## Stored data entries
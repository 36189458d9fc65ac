use glam::DVec3;

use super::{median, SpatialIndex, DIMS};

impl SpatialIndex {
    /// Ids of all points at Euclidean distance `<= radius` from `center`.
    ///
    /// Order is unspecified. A negative or NaN radius matches nothing.
    #[must_use]
    pub fn within(&self, center: DVec3, radius: f64) -> Vec<u32> {
        let mut result = Vec::new();
        if self.is_empty() || radius.is_nan() || radius < 0.0 {
            return result;
        }

        let q = center.to_array();
        let r2 = radius * radius;
        let mut stack = vec![(0, self.len(), 0)];

        while let Some((left, right, axis)) = stack.pop() {
            if right - left <= self.node_size {
                for slot in left..right {
                    if self.position(slot).distance_squared(center) <= r2 {
                        result.push(self.ids[slot]);
                    }
                }
                continue;
            }

            let m = median(left, right);
            if self.position(m).distance_squared(center) <= r2 {
                result.push(self.ids[m]);
            }

            let split = self.coord(m, axis);
            let next = (axis + 1) % DIMS;
            if q[axis] - radius <= split {
                stack.push((left, m, next));
            }
            if q[axis] + radius >= split {
                stack.push((m + 1, right, next));
            }
        }

        result
    }

    /// Ids of all points inside the axis-aligned box `[min, max]`
    /// (bounds inclusive). Order is unspecified.
    #[must_use]
    pub fn range(&self, min: DVec3, max: DVec3) -> Vec<u32> {
        let mut result = Vec::new();
        if self.is_empty() {
            return result;
        }

        let (lo, hi) = (min.to_array(), max.to_array());
        let inside = |p: DVec3| p.cmpge(min).all() && p.cmple(max).all();
        let mut stack = vec![(0, self.len(), 0)];

        while let Some((left, right, axis)) = stack.pop() {
            if right - left <= self.node_size {
                for slot in left..right {
                    if inside(self.position(slot)) {
                        result.push(self.ids[slot]);
                    }
                }
                continue;
            }

            let m = median(left, right);
            if inside(self.position(m)) {
                result.push(self.ids[m]);
            }

            let split = self.coord(m, axis);
            let next = (axis + 1) % DIMS;
            if lo[axis] <= split {
                stack.push((left, m, next));
            }
            if hi[axis] >= split {
                stack.push((m + 1, right, next));
            }
        }

        result
    }
}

## Try it
The records above are to be printed in full, exactly as they appear.

## Written solution
repository 36189458d9fc65ac
use glam::DVec3;

use super::{median, SpatialIndex, DIMS};

impl SpatialIndex {
    /// Ids of all points at Euclidean distance `<= radius` from `center`.
    ///
    /// Order is unspecified. A negative or NaN radius matches nothing.
    #[must_use]
    pub fn within(&self, center: DVec3, radius: f64) -> Vec<u32> {
        let mut result = Vec::new();
        if self.is_empty() || radius.is_nan() || radius < 0.0 {
            return result;
        }

        let q = center.to_array();
        let r2 = radius * radius;
        let mut stack = vec![(0, self.len(), 0)];

        while let Some((left, right, axis)) = stack.pop() {
            if right - left <= self.node_size {
                for slot in left..right {
                    if self.position(slot).distance_squared(center) <= r2 {
                        result.push(self.ids[slot]);
                    }
                }
                continue;
            }

            let m = median(left, right);
            if self.position(m).distance_squared(center) <= r2 {
                result.push(self.ids[m]);
            }

            let split = self.coord(m, axis);
            let next = (axis + 1) % DIMS;
            if q[axis] - radius <= split {
                stack.push((left, m, next));
            }
            if q[axis] + radius >= split {
                stack.push((m + 1, right, next));
            }
        }

        result
    }

    /// Ids of all points inside the axis-aligned box `[min, max]`
    /// (bounds inclusive). Order is unspecified.
    #[must_use]
    pub fn range(&self, min: DVec3, max: DVec3) -> Vec<u32> {
        let mut result = Vec::new();
        if self.is_empty() {
            return result;
        }

        let (lo, hi) = (min.to_array(), max.to_array());
        let inside = |p: DVec3| p.cmpge(min).all() && p.cmple(max).all();
        let mut stack = vec![(0, self.len(), 0)];

        while let Some((left, right, axis)) = stack.pop() {
            if right - left <= self.node_size {
                for slot in left..right {
                    if inside(self.position(slot)) {
                        result.push(self.ids[slot]);
                    }
                }
                continue;
            }

            let m = median(left, right);
            if inside(self.position(m)) {
                result.push(self.ids[m]);
            }

            let split = self.coord(m, axis);
            let next = (axis + 1) % DIMS;
            if lo[axis] <= split {
                stack.push((left, m, next));
            }
            if hi[axis] >= split {
                stack.push((m + 1, right, next));
            }
        }

        result
    }
}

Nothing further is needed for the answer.